EXERCISE DESCRIPTION =>
The line count for "WhenEntitled" is all that is needed: say how many lines in the listing below contain it.
DATA FOR THIS TASK section start
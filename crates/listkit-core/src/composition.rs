//! Per-screen composition of item sources.
//!
//! Which adapters and decorators a screen stacks is data
//! ([`Screen::policy`]); [`ScreenComposer`] turns that data into an
//! `Arc<dyn ItemSource>` using injected collaborators. Nothing downstream of
//! the composer knows which screen it serves.
//!
//! | Screen | Feed | Retries | Cache |
//! |--------|------|---------|-------|
//! | `contacts` | contacts | 2 | save + fallback when entitled |
//! | `instruments` | instruments | 0 | never |
//! | `sent` | transfers, sent only | 1 | never |
//! | `received` | transfers, received only | 1 | never |

use std::fmt::{Display, Formatter};
use std::str::FromStr;
use std::sync::Arc;

use tracing::debug;

use crate::adapters::{
    CachedContactsSource, RemoteContactsSource, RemoteInstrumentsSource, RemoteTransfersSource,
};
use crate::api::{ContactsApi, InstrumentsApi, TransfersApi};
use crate::cache::{ContactCache, PendingSaves};
use crate::item_view::Select;
use crate::source::{ItemSource, ItemSourceExt};
use crate::{Contact, Direction, Instrument, Transfer, ValidationError};

/// Screens that display a list.
#[derive(Debug, Clone, Copy, PartialEq, Eq, Hash)]
pub enum Screen {
    Contacts,
    Instruments,
    SentTransfers,
    ReceivedTransfers,
}

impl Screen {
    pub const ALL: [Self; 4] = [
        Self::Contacts,
        Self::Instruments,
        Self::SentTransfers,
        Self::ReceivedTransfers,
    ];

    pub const fn as_str(self) -> &'static str {
        match self {
            Self::Contacts => "contacts",
            Self::Instruments => "instruments",
            Self::SentTransfers => "sent",
            Self::ReceivedTransfers => "received",
        }
    }

    pub const fn policy(self) -> LoadPolicy {
        match self {
            Self::Contacts => LoadPolicy {
                feed: Feed::Contacts,
                retries: 2,
                cache: CachePolicy::WhenEntitled,
            },
            Self::Instruments => LoadPolicy {
                feed: Feed::Instruments,
                retries: 0,
                cache: CachePolicy::Never,
            },
            Self::SentTransfers => LoadPolicy {
                feed: Feed::Transfers(Direction::Sent),
                retries: 1,
                cache: CachePolicy::Never,
            },
            Self::ReceivedTransfers => LoadPolicy {
                feed: Feed::Transfers(Direction::Received),
                retries: 1,
                cache: CachePolicy::Never,
            },
        }
    }
}

impl Display for Screen {
    fn fmt(&self, f: &mut Formatter<'_>) -> std::fmt::Result {
        f.write_str(self.as_str())
    }
}

impl FromStr for Screen {
    type Err = ValidationError;

    fn from_str(value: &str) -> Result<Self, Self::Err> {
        match value.trim().to_ascii_lowercase().as_str() {
            "contacts" => Ok(Self::Contacts),
            "instruments" => Ok(Self::Instruments),
            "sent" => Ok(Self::SentTransfers),
            "received" => Ok(Self::ReceivedTransfers),
            other => Err(ValidationError::InvalidScreen {
                value: other.to_owned(),
            }),
        }
    }
}

/// Remote feed a screen reads from.
#[derive(Debug, Clone, Copy, PartialEq, Eq, Hash)]
pub enum Feed {
    Contacts,
    Instruments,
    Transfers(Direction),
}

/// Cache participation of a screen.
#[derive(Debug, Clone, Copy, PartialEq, Eq, Hash)]
pub enum CachePolicy {
    Never,
    /// Save successful fetches and fall back to the cache, for entitled users only.
    WhenEntitled,
}

/// Static load configuration of one screen.
#[derive(Debug, Clone, Copy, PartialEq, Eq, Hash)]
pub struct LoadPolicy {
    pub feed: Feed,
    pub retries: u32,
    pub cache: CachePolicy,
}

/// Capability check deciding whether the user gets cached contacts.
pub trait Entitlement: Send + Sync {
    fn caching_enabled(&self) -> bool;
}

/// The signed-in user as far as loading is concerned.
#[derive(Debug, Clone, Copy, PartialEq, Eq, Default)]
pub struct UserSession {
    pub is_premium: bool,
}

impl UserSession {
    pub const fn new(is_premium: bool) -> Self {
        Self { is_premium }
    }
}

impl Entitlement for UserSession {
    fn caching_enabled(&self) -> bool {
        self.is_premium
    }
}

/// Row selection callbacks, one per record type. Defaults do nothing.
#[derive(Clone)]
pub struct SelectionHandlers {
    pub contact: Select<Contact>,
    pub instrument: Select<Instrument>,
    pub transfer: Select<Transfer>,
}

impl Default for SelectionHandlers {
    fn default() -> Self {
        Self {
            contact: Arc::new(|_: &Contact| {}),
            instrument: Arc::new(|_: &Instrument| {}),
            transfer: Arc::new(|_: &Transfer| {}),
        }
    }
}

impl SelectionHandlers {
    pub fn on_contact(mut self, select: impl Fn(&Contact) + Send + Sync + 'static) -> Self {
        self.contact = Arc::new(select);
        self
    }

    pub fn on_instrument(mut self, select: impl Fn(&Instrument) + Send + Sync + 'static) -> Self {
        self.instrument = Arc::new(select);
        self
    }

    pub fn on_transfer(mut self, select: impl Fn(&Transfer) + Send + Sync + 'static) -> Self {
        self.transfer = Arc::new(select);
        self
    }
}

/// External collaborators injected at composition time.
#[derive(Clone)]
pub struct Collaborators {
    pub contacts: Arc<dyn ContactsApi>,
    pub instruments: Arc<dyn InstrumentsApi>,
    pub transfers: Arc<dyn TransfersApi>,
    pub cache: Arc<dyn ContactCache>,
    pub entitlement: Arc<dyn Entitlement>,
}

/// Builds the terminal item source of each screen.
#[derive(Clone)]
pub struct ScreenComposer {
    collaborators: Collaborators,
    selection: SelectionHandlers,
    saves: PendingSaves,
}

impl ScreenComposer {
    pub fn new(collaborators: Collaborators, selection: SelectionHandlers) -> Self {
        Self {
            collaborators,
            selection,
            saves: PendingSaves::default(),
        }
    }

    /// Cache saves started by every source this composer builds.
    pub fn pending_saves(&self) -> PendingSaves {
        self.saves.clone()
    }

    pub fn compose(&self, screen: Screen) -> Arc<dyn ItemSource> {
        self.compose_policy(screen.policy())
    }

    /// Builds the source graph for an arbitrary policy.
    pub fn compose_policy(&self, policy: LoadPolicy) -> Arc<dyn ItemSource> {
        let cached = match policy.cache {
            CachePolicy::Never => false,
            CachePolicy::WhenEntitled => self.collaborators.entitlement.caching_enabled(),
        };
        debug!(?policy, cached, "composing item source");

        let remote = self.remote_source(policy.feed, cached);
        let retried = remote.retry(policy.retries);

        match (policy.feed, cached) {
            (Feed::Contacts, true) => retried.fallback(Arc::new(CachedContactsSource::new(
                Arc::clone(&self.collaborators.cache),
                Arc::clone(&self.selection.contact),
            ))),
            _ => retried,
        }
    }

    fn remote_source(&self, feed: Feed, cached: bool) -> Arc<dyn ItemSource> {
        match feed {
            Feed::Contacts => {
                let source = RemoteContactsSource::new(
                    Arc::clone(&self.collaborators.contacts),
                    Arc::clone(&self.selection.contact),
                );
                if cached {
                    Arc::new(
                        source
                            .with_cache(Arc::clone(&self.collaborators.cache))
                            .with_pending_saves(self.saves.clone()),
                    )
                } else {
                    Arc::new(source)
                }
            }
            Feed::Instruments => Arc::new(RemoteInstrumentsSource::new(
                Arc::clone(&self.collaborators.instruments),
                Arc::clone(&self.selection.instrument),
            )),
            Feed::Transfers(direction) => Arc::new(RemoteTransfersSource::new(
                Arc::clone(&self.collaborators.transfers),
                direction,
                Arc::clone(&self.selection.transfer),
            )),
        }
    }
}

#[cfg(test)]
mod tests {
    use super::*;

    #[test]
    fn policy_table_matches_screens() {
        assert_eq!(Screen::Contacts.policy().retries, 2);
        assert_eq!(Screen::Contacts.policy().cache, CachePolicy::WhenEntitled);
        assert_eq!(Screen::Instruments.policy().retries, 0);
        assert_eq!(Screen::Instruments.policy().cache, CachePolicy::Never);
        assert_eq!(
            Screen::SentTransfers.policy().feed,
            Feed::Transfers(Direction::Sent)
        );
        assert_eq!(
            Screen::ReceivedTransfers.policy().feed,
            Feed::Transfers(Direction::Received)
        );
        assert_eq!(Screen::ReceivedTransfers.policy().retries, 1);
    }

    #[test]
    fn screen_names_round_trip() {
        for screen in Screen::ALL {
            assert_eq!(screen.as_str().parse::<Screen>(), Ok(screen));
        }
        assert!(matches!(
            "friends".parse::<Screen>(),
            Err(ValidationError::InvalidScreen { .. })
        ));
    }

    #[test]
    fn session_entitlement_follows_premium_flag() {
        assert!(UserSession::new(true).caching_enabled());
        assert!(!UserSession::default().caching_enabled());
    }
}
DATA FOR THIS TASK section end
OUTPUT OF THE EXERCISE =>
4